WHAT IS BEING ASKED: In the material below, the lines containing the word "contains" are required; copy each of them.

DATA PROVIDED:
* * * * *
use axum::{
    http::StatusCode,
    response::{IntoResponse, Response},
    Json,
};
use thiserror::Error;

use crate::shared::types::ApiResponse;

#[derive(Debug, Error)]
pub enum AppError {
    /// Underlying store failure (connectivity, malformed query). The cause is kept for
    /// server-side logs and never rendered to the client.
    #[error("Query failed: {0}")]
    QueryFailed(#[from] sqlx::Error),

    #[error("Not found: {0}")]
    NotFound(String),

    #[error("Validation error: {0}")]
    Validation(String),

    #[error("Invalid fields: {0}")]
    InvalidFields(#[from] validator::ValidationErrors),

    #[error("Bad request: {0}")]
    BadRequest(String),

    #[error("Unauthorized: {0}")]
    Unauthorized(String),

    #[error("Forbidden: {0}")]
    Forbidden(String),

    #[error("Conflict: {0}")]
    Conflict(String),
}

impl AppError {
    pub fn status_code(&self) -> StatusCode {
        match self {
            AppError::QueryFailed(_) => StatusCode::INTERNAL_SERVER_ERROR,
            AppError::NotFound(_) => StatusCode::NOT_FOUND,
            AppError::Validation(_) | AppError::InvalidFields(_) => {
                StatusCode::UNPROCESSABLE_ENTITY
            }
            AppError::BadRequest(_) => StatusCode::BAD_REQUEST,
            AppError::Unauthorized(_) => StatusCode::UNAUTHORIZED,
            AppError::Forbidden(_) => StatusCode::FORBIDDEN,
            AppError::Conflict(_) => StatusCode::CONFLICT,
        }
    }
}

/// Flattens validator output into `field: message` lines, sorted by field name.
fn field_messages(errors: &validator::ValidationErrors) -> Vec<String> {
    let mut messages: Vec<String> = errors
        .field_errors()
        .iter()
        .flat_map(|(field, field_errors)| {
            field_errors.iter().map(move |e| {
                let message = e
                    .message
                    .as_ref()
                    .map(|m| m.to_string())
                    .unwrap_or_else(|| e.code.to_string());
                // struct-level checks are reported under "__all__"
                if field == "__all__" {
                    message
                } else {
                    format!("{}: {}", field, message)
                }
            })
        })
        .collect();
    messages.sort();
    messages
}

impl IntoResponse for AppError {
    fn into_response(self) -> Response {
        let status = self.status_code();
        let (message, errors) = match self {
            AppError::QueryFailed(ref e) => {
                tracing::error!("Query failed: {:?}", e);
                ("Internal server error".to_string(), None)
            }
            AppError::Validation(ref msg) => (msg.clone(), Some(vec![msg.clone()])),
            AppError::InvalidFields(ref errs) => {
                ("Validation failed".to_string(), Some(field_messages(errs)))
            }
            AppError::NotFound(msg)
            | AppError::BadRequest(msg)
            | AppError::Unauthorized(msg)
            | AppError::Forbidden(msg)
            | AppError::Conflict(msg) => (msg, None),
        };

        let body = Json(ApiResponse::<()>::error(Some(message), errors));

        (status, body).into_response()
    }
}

pub type Result<T> = std::result::Result<T, AppError>;
use chrono::{DateTime, Utc};
use sqlx::FromRow;

use crate::shared::active_flag::ActiveFlag;

/// Promotional offer grouping one or more products
#[derive(Debug, Clone, FromRow)]
pub struct Offer {
    pub id: i64,
    pub title: String,
    pub slug: String,
    pub description: Option<String>,
    /// Filled from `offer_products`, ordered by product id
    pub product_ids: Vec<i64>,
    pub starts_at: Option<DateTime<Utc>>,
    pub ends_at: Option<DateTime<Utc>>,
    #[sqlx(try_from = "ActiveFlag")]
    pub is_active: bool,
    pub created_at: DateTime<Utc>,
    pub updated_at: DateTime<Utc>,
}

impl Offer {
    /// Active and inside its validity window at `now`. Open ends are unbounded.
    pub fn is_live(&self, now: DateTime<Utc>) -> bool {
        self.is_active
            && self.starts_at.map_or(true, |start| start <= now)
            && self.ends_at.map_or(true, |end| now < end)
    }
}
mod admin_service;

pub use admin_service::AdminService;
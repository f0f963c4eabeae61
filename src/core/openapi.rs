use utoipa::openapi::security::{HttpAuthScheme, HttpBuilder, SecurityScheme};
use utoipa::{Modify, OpenApi};

use crate::features::admin::{dtos as admin_dtos, handlers as admin_handlers};
use crate::features::auth;
use crate::features::catalog::{dtos as catalog_dtos, handlers as catalog_handlers};
use crate::features::categories::{dtos as categories_dtos, handlers as categories_handlers};
use crate::features::sitemap::handlers as sitemap_handlers;
use crate::shared::types::{ApiResponse, Meta};

#[derive(OpenApi)]
#[openapi(
    paths(
        // Categories (public)
        categories_handlers::list_categories,
        categories_handlers::get_category,
        categories_handlers::list_category_products,
        // Catalog (public)
        catalog_handlers::list_products,
        catalog_handlers::get_product,
        catalog_handlers::list_brands,
        catalog_handlers::list_offers,
        // Sitemap (public)
        sitemap_handlers::get_sitemap,
        // Admin
        admin_handlers::get_dashboard,
        admin_handlers::create_category,
        admin_handlers::update_category,
        admin_handlers::create_brand,
        admin_handlers::update_brand,
        admin_handlers::create_product,
        admin_handlers::update_product,
        admin_handlers::create_offer,
        admin_handlers::update_offer,
    ),
    components(
        schemas(
            // Shared
            Meta,
            // Auth
            auth::model::PrincipalKind,
            auth::model::AdminAccount,
            // Categories
            categories_dtos::CategoryResponseDto,
            categories_dtos::CategoryTreeDto,
            categories_dtos::ResolvedCategoryDto,
            categories_handlers::CategoryListing,
            ApiResponse<categories_handlers::CategoryListing>,
            ApiResponse<categories_dtos::ResolvedCategoryDto>,
            // Catalog
            catalog_dtos::ProductResponseDto,
            catalog_dtos::BrandResponseDto,
            catalog_dtos::OfferResponseDto,
            catalog_dtos::ActiveCountsDto,
            catalog_dtos::CategoryInput,
            catalog_dtos::BrandInput,
            catalog_dtos::ProductInput,
            catalog_dtos::OfferInput,
            ApiResponse<Vec<catalog_dtos::ProductResponseDto>>,
            ApiResponse<catalog_dtos::ProductResponseDto>,
            ApiResponse<Vec<catalog_dtos::BrandResponseDto>>,
            ApiResponse<catalog_dtos::BrandResponseDto>,
            ApiResponse<Vec<catalog_dtos::OfferResponseDto>>,
            ApiResponse<catalog_dtos::OfferResponseDto>,
            ApiResponse<catalog_dtos::ActiveCountsDto>,
            // Admin
            admin_dtos::AdminCategoryDto,
            ApiResponse<admin_dtos::AdminCategoryDto>,
        )
    ),
    tags(
        (name = "categories", description = "Category taxonomy and storefront aliases (public)"),
        (name = "catalog", description = "Products, brands and offers (public)"),
        (name = "sitemap", description = "XML sitemap (public)"),
        (name = "admin", description = "Catalog maintenance (admin only)"),
    ),
    modifiers(&SecurityAddon),
    info(
        title = "Storefront Catalog API",
        version = "0.1.0",
        description = "API documentation for the storefront catalog",
    )
)]
pub struct ApiDoc;

/// Adds Bearer JWT security scheme to OpenAPI spec
struct SecurityAddon;

impl Modify for SecurityAddon {
    fn modify(&self, openapi: &mut utoipa::openapi::OpenApi) {
        if let Some(components) = openapi.components.as_mut() {
            components.add_security_scheme(
                "bearer_auth",
                SecurityScheme::Http(
                    HttpBuilder::new()
                        .scheme(HttpAuthScheme::Bearer)
                        .bearer_format("JWT")
                        .build(),
                ),
            );
        }
    }
}

/// Modifier to override OpenAPI info from config
pub struct SwaggerInfoModifier {
    pub title: String,
    pub version: String,
    pub description: String,
}

impl Modify for SwaggerInfoModifier {
    fn modify(&self, openapi: &mut utoipa::openapi::OpenApi) {
        openapi.info.title = self.title.clone();
        openapi.info.version = self.version.clone();
        openapi.info.description = Some(self.description.clone());
    }
}
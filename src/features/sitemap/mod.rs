//! Storefront XML sitemap.
//!
//! ## Endpoints
//!
//! | Method | Endpoint | Auth | Description |
//! |--------|----------|------|-------------|
//! | GET | `/sitemap.xml` | No | Sitemap of visible categories, products, brands and live offers |

pub mod builder;
pub mod handlers;
pub mod routes;
pub mod services;

pub use services::SitemapService;
use std::sync::Arc;

use axum::{
    extract::{Path, State},
    Json,
};

use crate::core::error::Result;
use crate::core::extractor::AppQuery;
use crate::features::catalog::dtos::{BrandResponseDto, OfferResponseDto, ProductResponseDto};
use crate::features::catalog::services::CatalogService;
use crate::shared::types::{ApiResponse, Meta, PaginationQuery};

/// List storefront products (paginated)
#[utoipa::path(
    get,
    path = "/api/products",
    params(PaginationQuery),
    responses(
        (status = 200, description = "Active products in visible categories", body = ApiResponse<Vec<ProductResponseDto>>),
    ),
    tag = "catalog"
)]
pub async fn list_products(
    State(service): State<Arc<CatalogService>>,
    AppQuery(params): AppQuery<PaginationQuery>,
) -> Result<Json<ApiResponse<Vec<ProductResponseDto>>>> {
    let (items, total) = service.list_products(&params).await?;

    Ok(Json(ApiResponse::success(
        Some(items),
        None,
        Some(Meta { total }),
    )))
}

/// Get product by slug
#[utoipa::path(
    get,
    path = "/api/products/{slug}",
    params(
        ("slug" = String, Path, description = "Product slug")
    ),
    responses(
        (status = 200, description = "Product found", body = ApiResponse<ProductResponseDto>),
        (status = 404, description = "Product not found or hidden")
    ),
    tag = "catalog"
)]
pub async fn get_product(
    State(service): State<Arc<CatalogService>>,
    Path(slug): Path<String>,
) -> Result<Json<ApiResponse<ProductResponseDto>>> {
    let product = service.get_product(&slug).await?;
    Ok(Json(ApiResponse::success(Some(product), None, None)))
}

/// List active brands
#[utoipa::path(
    get,
    path = "/api/brands",
    responses(
        (status = 200, description = "Active brands", body = ApiResponse<Vec<BrandResponseDto>>),
    ),
    tag = "catalog"
)]
pub async fn list_brands(
    State(service): State<Arc<CatalogService>>,
) -> Result<Json<ApiResponse<Vec<BrandResponseDto>>>> {
    let brands = service.list_brands().await?;
    Ok(Json(ApiResponse::success(Some(brands), None, None)))
}

/// List offers that are live right now
#[utoipa::path(
    get,
    path = "/api/offers",
    responses(
        (status = 200, description = "Live offers", body = ApiResponse<Vec<OfferResponseDto>>),
    ),
    tag = "catalog"
)]
pub async fn list_offers(
    State(service): State<Arc<CatalogService>>,
) -> Result<Json<ApiResponse<Vec<OfferResponseDto>>>> {
    let offers = service.list_offers().await?;
    Ok(Json(ApiResponse::success(Some(offers), None, None)))
}
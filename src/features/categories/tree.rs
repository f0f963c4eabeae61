//! Category taxonomy held as an arena.
//!
//! Rows are stored once in a `Vec` and addressed by index; parent links stay as ids.
//! Visibility is computed once at build time: a breadth-first walk starts at every
//! active root and only descends into active children. A category is visible exactly
//! when that walk reaches it, so deactivating a category hides its whole branch.
//! Rows with a dangling parent or a cyclic parent chain are never reached and stay
//! hidden.

use std::collections::{HashMap, HashSet, VecDeque};

use crate::features::categories::models::Category;

pub struct CategoryTree {
    nodes: Vec<Category>,
    index: HashMap<i64, usize>,
    slugs: HashMap<String, usize>,
    /// Child indexes per parent id, ordered by (display_order, name, id)
    children: HashMap<i64, Vec<usize>>,
    roots: Vec<usize>,
    /// Visible nodes in breadth-first order, roots first
    visible: Vec<usize>,
    visible_ids: HashSet<i64>,
}

impl CategoryTree {
    pub fn build(mut categories: Vec<Category>) -> Self {
        categories.sort_by(|a, b| {
            (a.display_order, &a.name, a.id).cmp(&(b.display_order, &b.name, b.id))
        });

        let index: HashMap<i64, usize> = categories
            .iter()
            .enumerate()
            .map(|(i, c)| (c.id, i))
            .collect();
        let slugs: HashMap<String, usize> = categories
            .iter()
            .enumerate()
            .map(|(i, c)| (c.slug.clone(), i))
            .collect();

        let mut children: HashMap<i64, Vec<usize>> = HashMap::new();
        let mut roots = Vec::new();
        for (i, category) in categories.iter().enumerate() {
            match category.parent_id {
                None => roots.push(i),
                Some(parent_id) => children.entry(parent_id).or_default().push(i),
            }
        }

        let mut tree = Self {
            nodes: categories,
            index,
            slugs,
            children,
            roots,
            visible: Vec::new(),
            visible_ids: HashSet::new(),
        };
        tree.compute_visibility();
        tree.warn_unreachable();
        tree
    }

    fn compute_visibility(&mut self) {
        let mut queue: VecDeque<usize> = self
            .roots
            .iter()
            .copied()
            .filter(|&i| self.nodes[i].is_active)
            .collect();

        while let Some(i) = queue.pop_front() {
            let id = self.nodes[i].id;
            if !self.visible_ids.insert(id) {
                continue;
            }
            self.visible.push(i);
            if let Some(kids) = self.children.get(&id) {
                queue.extend(kids.iter().copied().filter(|&k| self.nodes[k].is_active));
            }
        }
    }

    fn warn_unreachable(&self) {
        let mut reached = HashSet::new();
        let mut queue: VecDeque<usize> = self.roots.iter().copied().collect();
        while let Some(i) = queue.pop_front() {
            let id = self.nodes[i].id;
            if !reached.insert(id) {
                continue;
            }
            if let Some(kids) = self.children.get(&id) {
                queue.extend(kids.iter().copied());
            }
        }

        let unreachable: Vec<i64> = self
            .nodes
            .iter()
            .map(|c| c.id)
            .filter(|id| !reached.contains(id))
            .collect();
        if !unreachable.is_empty() {
            tracing::warn!(
                "Categories with a dangling or cyclic parent chain are hidden: {:?}",
                unreachable
            );
        }
    }

    pub fn get(&self, id: i64) -> Option<&Category> {
        self.index.get(&id).map(|&i| &self.nodes[i])
    }

    pub fn find_by_slug(&self, slug: &str) -> Option<&Category> {
        self.slugs.get(slug).map(|&i| &self.nodes[i])
    }

    /// Active and reachable through active ancestors only
    pub fn is_visible(&self, id: i64) -> bool {
        self.visible_ids.contains(&id)
    }

    /// Visible categories, roots first then level by level
    pub fn visible(&self) -> impl Iterator<Item = &Category> + '_ {
        self.visible.iter().map(move |&i| &self.nodes[i])
    }

    pub fn visible_ids(&self) -> Vec<i64> {
        self.visible().map(|c| c.id).collect()
    }

    pub fn visible_roots(&self) -> Vec<&Category> {
        self.roots
            .iter()
            .map(|&i| &self.nodes[i])
            .filter(|c| self.is_visible(c.id))
            .collect()
    }

    pub fn visible_children(&self, id: i64) -> Vec<&Category> {
        self.children
            .get(&id)
            .map(|kids| {
                kids.iter()
                    .map(|&k| &self.nodes[k])
                    .filter(|c| self.is_visible(c.id))
                    .collect()
            })
            .unwrap_or_default()
    }

    /// `id` followed by all of its visible descendants, breadth first.
    ///
    /// Empty when `id` itself is not visible.
    pub fn visible_descendants(&self, id: i64) -> Vec<i64> {
        if !self.is_visible(id) {
            return Vec::new();
        }

        let mut out = Vec::new();
        let mut seen = HashSet::new();
        let mut queue = VecDeque::from([id]);
        while let Some(current) = queue.pop_front() {
            if !seen.insert(current) {
                continue;
            }
            out.push(current);
            queue.extend(self.visible_children(current).iter().map(|c| c.id));
        }
        out
    }

    /// Whether moving `node_id` under `new_parent` would break the tree.
    ///
    /// True when the new parent is the node itself, one of its descendants, or sits on
    /// an already cyclic chain.
    pub fn would_create_cycle(&self, node_id: i64, new_parent: Option<i64>) -> bool {
        let mut current = match new_parent {
            None => return false,
            Some(parent) => parent,
        };

        let mut seen = HashSet::new();
        loop {
            if current == node_id || !seen.insert(current) {
                return true;
            }
            match self.get(current).and_then(|c| c.parent_id) {
                Some(parent) => current = parent,
                None => return false,
            }
        }
    }
}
* * * * *
PROBLEM SOLUTION:
            .filter(|id| !reached.contains(id))
        self.visible_ids.contains(&id)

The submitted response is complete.